The police are seeking to persuade the government to allow them to obtain a DNA sample from every citizen in the UK. However, they already have close to 2m DNA samples because anyone arrested for a minor offence, must provide a DNA sample and even if they are not charged or found innocent, the records are retained. Some will argue that is you have nothing to hide, then you have nothing to fear from DNA samples, that ignores both our fundamental and supposedly entrenched right to privacy, and it assumes that the DNA information will not be subsequently sold or leaked (see DVLA information), or perhaps lost in the post!

Of course these  additional state powers are not limited just to the police. Government departments such as Custom and Excise, the Scottish Drug Enforcement Agency and the Financial Services Authority are also routinely requesting information on internet and mobile phone customers. Even local authorities are entitled to snoop, for example, Last year, councils and government departments made 12,494 applications for “directed surveillance”, according to figures released by the Office of the Surveillance Commissioner. In one example, Poole Council authorised such a surveillance operation, where council workers subsequently spied on a family they suspected of living in the wrong school catchment area. This example truly places the whole thing into perspective.

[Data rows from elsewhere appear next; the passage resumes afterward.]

//! Apply a human correction to a stored entry

use crate::application::ParsingContext;
use crate::domain::{parse_attempts, ClimbEntry, Correction};
use crate::error::{ClimbError, Result};
use crate::infrastructure::{ClimbRepository, FileSystemRepository};
use chrono::NaiveDate;

/// A correction as requested on the command line
#[derive(Debug, Clone, PartialEq, Eq)]
pub enum CorrectionRequest {
    /// Select a registered route by name or alias; optionally remember the
    /// entry's approximate name as a new alias
    Route { name: String, remember_alias: bool },
    /// `CLIMBER=SPEC`, e.g. `AS=2hc`
    Attempts(String),
    NotAClimb,
}

pub struct CorrectionService {
    repository: FileSystemRepository,
}

impl CorrectionService {
    pub fn new(repository: FileSystemRepository) -> Self {
        CorrectionService { repository }
    }

    /// Correct entry `index` of the day stored for `date` and store the result
    pub fn execute(
        &self,
        date: NaiveDate,
        index: usize,
        request: &CorrectionRequest,
    ) -> Result<ClimbEntry> {
        let day = self
            .repository
            .get_day(date)?
            .ok_or_else(|| ClimbError::DayNotFound(date.format("%Y-%m-%d").to_string()))?;
        let mut context = ParsingContext::load(&self.repository)?;

        let correction = match request {
            CorrectionRequest::Route {
                name,
                remember_alias,
            } => {
                let route = context
                    .routes
                    .get(name)
                    .or_else(|| context.routes.lookup_exact(name))
                    .cloned()
                    .ok_or_else(|| ClimbError::RouteNotFound(name.clone()))?;

                if *remember_alias {
                    if let Some(entry) = day.climb_entries.get(index) {
                        context.routes.add_alias(route.name(), &entry.name_approx)?;
                        self.repository.save_routes(&context.routes)?;
                    }
                }
                Correction::SelectRoute(route)
            }
            CorrectionRequest::Attempts(assignment) => {
                let (climber, spec) = assignment.split_once('=').ok_or_else(|| {
                    ClimbError::InvalidCorrection(format!(
                        "Expected CLIMBER=SPEC (e.g. AS=2hc), got '{}'",
                        assignment
                    ))
                })?;
                let climber = context
                    .climbers
                    .recognize(climber)
                    .ok_or_else(|| {
                        ClimbError::InvalidCorrection(format!("Unknown climber '{}'", climber.trim()))
                    })?
                    .to_string();
                Correction::ReplaceAttempts {
                    climber,
                    hangs: parse_attempts(spec)?,
                }
            }
            CorrectionRequest::NotAClimb => Correction::NotAClimb,
        };

        let corrected = day.corrected(index, correction)?;
        self.repository.put_day(&corrected)?;
        tracing::info!(date = %date, index, "corrected entry");

        Ok(corrected.climb_entries[index].clone())
    }
}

The government wants to pry even further as it is trying to ensure that the next census, due in 2010 includes, for the first time, questions about income and people’s sexual habits. The supermarkets for example, are already tracing our buying habits through analysis of the ‘loyalty cards’ used by shoppers and of course, any information that is gathered and stored electronically must be released if required by a court order, or insom cases, depending on the government department, on demand. I won’t even bother covering the whole issue of ID cards.

But can we trust our government? It is woth noting that in 2006, a ‘world league table’ was published for the first time placing the UK at the bottom of the western democratic world and ranked alongside Russia for the poor protection of individual privacy, this did not take into account data losses. Interestingly the two worst-ranking countries in the 36-nation survey are Malaysia and China. More tellingly, the UK was the worst-ranking EU country and the only one in the black category, which defines countries demonstrating “endemic surveillance”. Also noteworthy, according to the Royal Academy of Engineering, is the fact that it is proposed the biometric data on new passports is stored on radio frequency microchips. This is the same technology which will be used for ID cards and could be used to eavesdrop. RESIST!